Wednesday, January 25, 2012

Howard Marks (OakTree): “What Can We Do For You?”

Howard Mark's latest memo to his clients is a frank admission that investment managers, including Oaktree, don't have crystal balls and shouldn't act as though they do:

"The main thing we can’t do is see the future, and particularly the macro future. That simple statement has serious ramifications. It means a lot that we’d love to know is beyond us:
- we can’t know what the economies of the world will do,
- we can’t know whether markets will go up or down, and by how much and when,
- we can’t know which market or sub-market will do best, and
- we can’t know which securities in a given market will be the top performers.
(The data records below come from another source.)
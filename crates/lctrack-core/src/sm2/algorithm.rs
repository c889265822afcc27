//! SM-2 Algorithm
//!
//! The single step of the SuperMemo 2 scheduler. `advance` is a total,
//! side-effect free function: given the same state and rating it always
//! produces the same (bit-identical) result, which is what makes replaying a
//! history reproducible across machines.
//!
//! Confidence ratings (0-5):
//! - 0: Complete blackout, could not start
//! - 1: Wrong approach, recognised the solution afterwards
//! - 2: Wrong approach, but the solution felt familiar
//! - 3: Solved with serious difficulty
//! - 4: Solved after some hesitation
//! - 5: Solved cleanly with no hesitation

use serde::{Deserialize, Serialize};

// ============================================================================
// CONSTANTS
// ============================================================================

/// Easiness factor of a problem that has never been reviewed
pub const INITIAL_EASINESS: f64 = 2.5;

/// Lower bound of the easiness factor
pub const MIN_EASINESS: f64 = 1.3;

/// Highest accepted confidence rating
pub const MAX_CONFIDENCE: u8 = 5;

/// Ratings at or above this value count as a successful review
pub const QUALIFYING_CONFIDENCE: u8 = 3;

/// Interval days are converted to timestamps with this factor, never anything else
pub const SECONDS_PER_DAY: i64 = 86_400;

/// Longest interval in days the scheduler will produce
pub const MAX_INTERVAL: u32 = u32::MAX;

// ============================================================================
// ERRORS
// ============================================================================

/// Rejected scheduler input
#[non_exhaustive]
#[derive(Debug, Clone, PartialEq, Eq, thiserror::Error)]
pub enum ScheduleError {
    /// Confidence outside the inclusive 0-5 range
    #[error("Invalid confidence {0}: must be between 0 and 5")]
    InvalidConfidence(i64),
}

// ============================================================================
// CONFIDENCE
// ============================================================================

/// A validated confidence rating in `0..=5`
///
/// Out-of-range values cannot be constructed, so `advance` never sees them.
#[derive(Debug, Clone, Copy, PartialEq, Eq, PartialOrd, Ord, Hash, Serialize, Deserialize)]
#[serde(try_from = "i64", into = "u8")]
pub struct Confidence(u8);

impl Confidence {
    /// Validate a raw rating
    pub fn new(value: i64) -> Result<Self, ScheduleError> {
        if (0..=MAX_CONFIDENCE as i64).contains(&value) {
            Ok(Self(value as u8))
        } else {
            Err(ScheduleError::InvalidConfidence(value))
        }
    }

    /// Raw rating value
    pub fn value(self) -> u8 {
        self.0
    }

    /// Whether the review counts towards the repetition streak
    pub fn is_qualifying(self) -> bool {
        self.0 >= QUALIFYING_CONFIDENCE
    }

    /// All valid ratings, lowest first
    pub fn all() -> impl Iterator<Item = Confidence> {
        (0..=MAX_CONFIDENCE).map(Confidence)
    }
}

impl TryFrom<i64> for Confidence {
    type Error = ScheduleError;

    fn try_from(value: i64) -> Result<Self, Self::Error> {
        Self::new(value)
    }
}

impl From<Confidence> for u8 {
    fn from(confidence: Confidence) -> Self {
        confidence.0
    }
}

impl std::fmt::Display for Confidence {
    fn fmt(&self, f: &mut std::fmt::Formatter<'_>) -> std::fmt::Result {
        write!(f, "{}/{}", self.0, MAX_CONFIDENCE)
    }
}

// ============================================================================
// SM-2 STATE
// ============================================================================

/// The three numbers SM-2 carries from one review to the next
#[derive(Debug, Clone, Copy, PartialEq, Serialize, Deserialize)]
#[serde(rename_all = "camelCase")]
pub struct Sm2State {
    /// Consecutive qualifying reviews since the last reset (n)
    pub repetitions: u32,
    /// Easiness factor (EF), never below `MIN_EASINESS`
    pub easiness: f64,
    /// Interval in whole days (I)
    pub interval: u32,
}

impl Default for Sm2State {
    fn default() -> Self {
        Self {
            repetitions: 0,
            easiness: INITIAL_EASINESS,
            interval: 0,
        }
    }
}

// ============================================================================
// ALGORITHM
// ============================================================================

/// Interval after a qualifying review
///
/// Uses `f64::round`, i.e. halves round away from zero (12.5 -> 13). The
/// product is never negative, so this is round-half-up. Intervals stop
/// growing at `MAX_INTERVAL` days.
pub fn next_interval(repetitions: u32, interval: u32, easiness: f64) -> u32 {
    match repetitions {
        0 => 1,
        1 => 6,
        _ => {
            let days = (f64::from(interval) * easiness).round();
            if days >= f64::from(MAX_INTERVAL) {
                MAX_INTERVAL
            } else {
                days as u32
            }
        }
    }
}

/// Advance the SM-2 state by one review
///
/// The interval is computed from the easiness *before* this review's update.
pub fn advance(state: Sm2State, confidence: Confidence) -> Sm2State {
    let (repetitions, interval) = if confidence.is_qualifying() {
        (
            state.repetitions.saturating_add(1),
            next_interval(state.repetitions, state.interval, state.easiness),
        )
    } else {
        (0, 1)
    };

    // EF' = EF + (0.1 - (5-q) * (0.08 + (5-q) * 0.02))
    let miss = (MAX_CONFIDENCE - confidence.value()) as f64;
    let easiness = (state.easiness + (0.1 - miss * (0.08 + miss * 0.02))).max(MIN_EASINESS);

    Sm2State {
        repetitions,
        easiness,
        interval,
    }
}

/// Format an interval in days as a short human-readable string
pub fn format_interval(days: u32) -> String {
    match days {
        0 => "now".to_string(),
        1..=6 => format!("{}d", days),
        7..=29 => format!("{}w", days / 7),
        30..=364 => format!("{}mo", days / 30),
        _ => format!("{}y", days / 365),
    }
}

// ============================================================================
// TESTS
// ============================================================================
And what does the fact that we can’t know these things mean for our portfolio management? Simple: it means we mustn’t act as if we can."

In fact,

"The more you acknowledge you don’t know what the future holds:
- the more you should diversify, spreading your bets to make sure you don’t miss the winners or, more importantly, overload on the losers,
- the less you should attempt to augment performance through adroit short-term market timing, and
- the less you should employ leverage."

Marks thinks US equities are cheap:

"U.S. stocks are much cheaper than usual, selling at low absolute p/e ratios. The S&P 500 has failed to appreciate over the last twelve years, while corporate earnings have grown substantially. Thus its p/e ratio has tumbled. The average p/e in the postwar era was 15 or 16, and in 1999 it reached 30. Today it’s about 12 ... [Despite caveats] the one thing I know for sure, however, is that U.S. stocks are cheap versus historic norms ... In 1999, sky-high valuations and investor ardor positioned stocks for a “lost decade.” Today, low valuations and investor indifference just might mean they’re poised to surprise on the upside."

He also thinks junk bonds are cheap:
"History shows that if you invest in the high yield bond indices when spreads go above 550 b.p., you usually outperform Treasurys by a wide margin over the next few years. Thus it’s clear that with spreads at 700 b.p., they’re priced to outperform. High yield bonds – like stocks – could turn out not to have been cheap enough, but there’s no arguing with the fact that they (and senior leveraged loans) are relatively very cheap."

"At the risk of oversimplifying, I see a long list of macro risks on one side of the scale, and low valuations and joyless investors on the other. Prices are neither so high that we must be hyper-cautious nor so low as to call for aggressiveness. Thus I think it’s time to balance defense and offense, and to move forward, albeit with caution."